The expansion frenzy is not limited to China-based education companies. Early childhood educator, MindChamps, started trading on the Singapore bourse in November 2017. Following its listing debut, MindChamps acquired four preschools in Australia. In 2018, Kingsley EduGroup, the first Malaysian education service provider to be listed on the Growth Enterprise Market (“GEM”) of HKEx, announced plans to set up its schools across Asia.  And there are more expansion plans in the pipeline.

Private education has emerged as a promising and attractive industry, buoyed by parents’ willingness to spend on private schooling and enrichment programmes for their children. In many parts of Asia, investing in children’s education is of high priority to parents. Often perceived to be a better alternative to the national education, private education is well sought after and within reach, in view of a growing middle class and economic growth in the Asia.

In some emerging countries, the desire of parents to enrol their children for overseas education is strong. In particular, enrolling into a well-known international school or studying in a foreign country with many ranked universities is perceived to be esteemed. Parents are also increasingly aware that the mastery of an international language would help their children open up potential career opportunities. This has bolstered the demand for education in the English medium, and has, thus resulted in the expansion of the international school market.

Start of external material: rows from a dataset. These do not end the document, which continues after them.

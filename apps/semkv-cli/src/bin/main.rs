use std::env;
use std::path::{Path, PathBuf};

use anyhow::Context;
use tracing_subscriber::prelude::__tracing_subscriber_SubscriberExt;
use tracing_subscriber::util::SubscriberInitExt;
use tracing_subscriber::EnvFilter;

use semkv_core::config::{Config, Settings};
use semkv_core::kv::KvStore;
use semkv_core::loader::DocumentLoader;
use semkv_search::SearchEngine;

const USAGE: &str = "Usage: semkv <command> [args...]

Commands:
  ingest [dir]              embed and store every document under dir
  query <text> [--top N]    print the closest stored document(s)
  run [dir] <text>          ingest dir, then query";

fn init_logging() {
    let filter = EnvFilter::try_from_default_env().unwrap_or_else(|_| EnvFilter::new("info"));
    let _ = tracing_subscriber::registry()
        .with(tracing_subscriber::fmt::layer().with_target(false).with_writer(std::io::stderr))
        .with(filter)
        .try_init();
}

fn parse_args() -> (String, Vec<String>) {
    let mut args: Vec<String> = env::args().skip(1).collect();
    if args.is_empty() {
        eprintln!("{USAGE}");
        std::process::exit(2);
    }
    let cmd = args.remove(0);
    (cmd, args)
}

fn main() -> anyhow::Result<()> {
    init_logging();
    let (cmd, args) = parse_args();
    let config = Config::load().context("loading configuration")?;
    let settings = config.settings()?;
    let base = env::current_dir()?;
    tracing::debug!(env = config.env_name(), ?settings, "configuration loaded");

    match cmd.as_str() {
        "ingest" => {
            let dir = data_dir(&settings, &base, args.first());
            let engine = semkv_search::open(&settings, &base)?.with_progress(true);
            ingest(&engine, &settings, &dir)?;
        }
        "query" => {
            let (text, top) = parse_query_args(&args)?;
            let engine = semkv_search::open(&settings, &base)?;
            match top {
                Some(k) => {
                    let ranked = engine.query_top_k(&text, k)?;
                    if ranked.is_empty() {
                        println!("no match");
                    }
                    for (i, c) in ranked.iter().enumerate() {
                        println!("{}. score={:.4}  key={}", i + 1, c.score, c.key);
                        println!("   {}", c.text);
                    }
                }
                None => print_best(&engine, &text)?,
            }
        }
        "run" => {
            let (dir, text) = match args.as_slice() {
                [text] => (data_dir(&settings, &base, None), text.clone()),
                [dir, text] => (data_dir(&settings, &base, Some(dir)), text.clone()),
                _ => anyhow::bail!("usage: semkv run [dir] <text>"),
            };
            let engine = semkv_search::open(&settings, &base)?.with_progress(true);
            ingest(&engine, &settings, &dir)?;
            print_best(&engine, &text)?;
        }
        "-h" | "--help" | "help" => println!("{USAGE}"),
        _ => {
            eprintln!("Unknown command: {cmd}\n\n{USAGE}");
            std::process::exit(2);
        }
    }
    Ok(())
}

fn data_dir(settings: &Settings, base: &Path, arg: Option<&String>) -> PathBuf {
    match arg {
        Some(dir) => semkv_core::config::resolve_with_base(base, dir),
        None => settings.data_dir_path(base),
    }
}

fn parse_query_args(args: &[String]) -> anyhow::Result<(String, Option<usize>)> {
    let mut text = None;
    let mut top = None;
    let mut i = 0;
    while i < args.len() {
        match args[i].as_str() {
            "--top" => {
                let n = args.get(i + 1).context("--top requires a number")?;
                top = Some(n.parse::<usize>().with_context(|| format!("--top expects a number, got {n:?}"))?);
                i += 1;
            }
            other if text.is_none() => text = Some(other.to_string()),
            other => anyhow::bail!("unexpected argument {other:?}"),
        }
        i += 1;
    }
    let text = text.context("usage: semkv query <text> [--top N]")?;
    Ok((text, top))
}

fn ingest<K: KvStore>(engine: &SearchEngine<K>, settings: &Settings, dir: &Path) -> anyhow::Result<()> {
    println!("Ingesting from {}", dir.display());
    let loader = DocumentLoader::new().with_extension(settings.file_extension.clone());
    let report = engine.ingest_directory(&loader, dir)?;
    println!("Stored {} document(s), {} failed", report.stored.len(), report.failed.len());
    for failure in &report.failed {
        eprintln!("  {}: {}", failure.source, failure.error);
    }
    Ok(())
}

fn print_best<K: KvStore>(engine: &SearchEngine<K>, text: &str) -> anyhow::Result<()> {
    match engine.query(text)? {
        Some(best) => {
            println!("Best match (score={:.4}, key={}):", best.score, best.key);
            println!("{}", best.text);
        }
        None => println!("no match"),
    }
    Ok(())
}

Regulatory policies could either drive the demand or slowdown the development of the Private Education Industry.  For instance, the removal of restrictions on the number of Vietnamese students that can enrol in international schools has created opportunities. The Private Education Industry, however, is not without drawbacks.  Recently, China has reined in on kindergartens raising funds in the global markets.

Despite the challenges, demand for private education is apparent and is not likely to decrease anytime soon.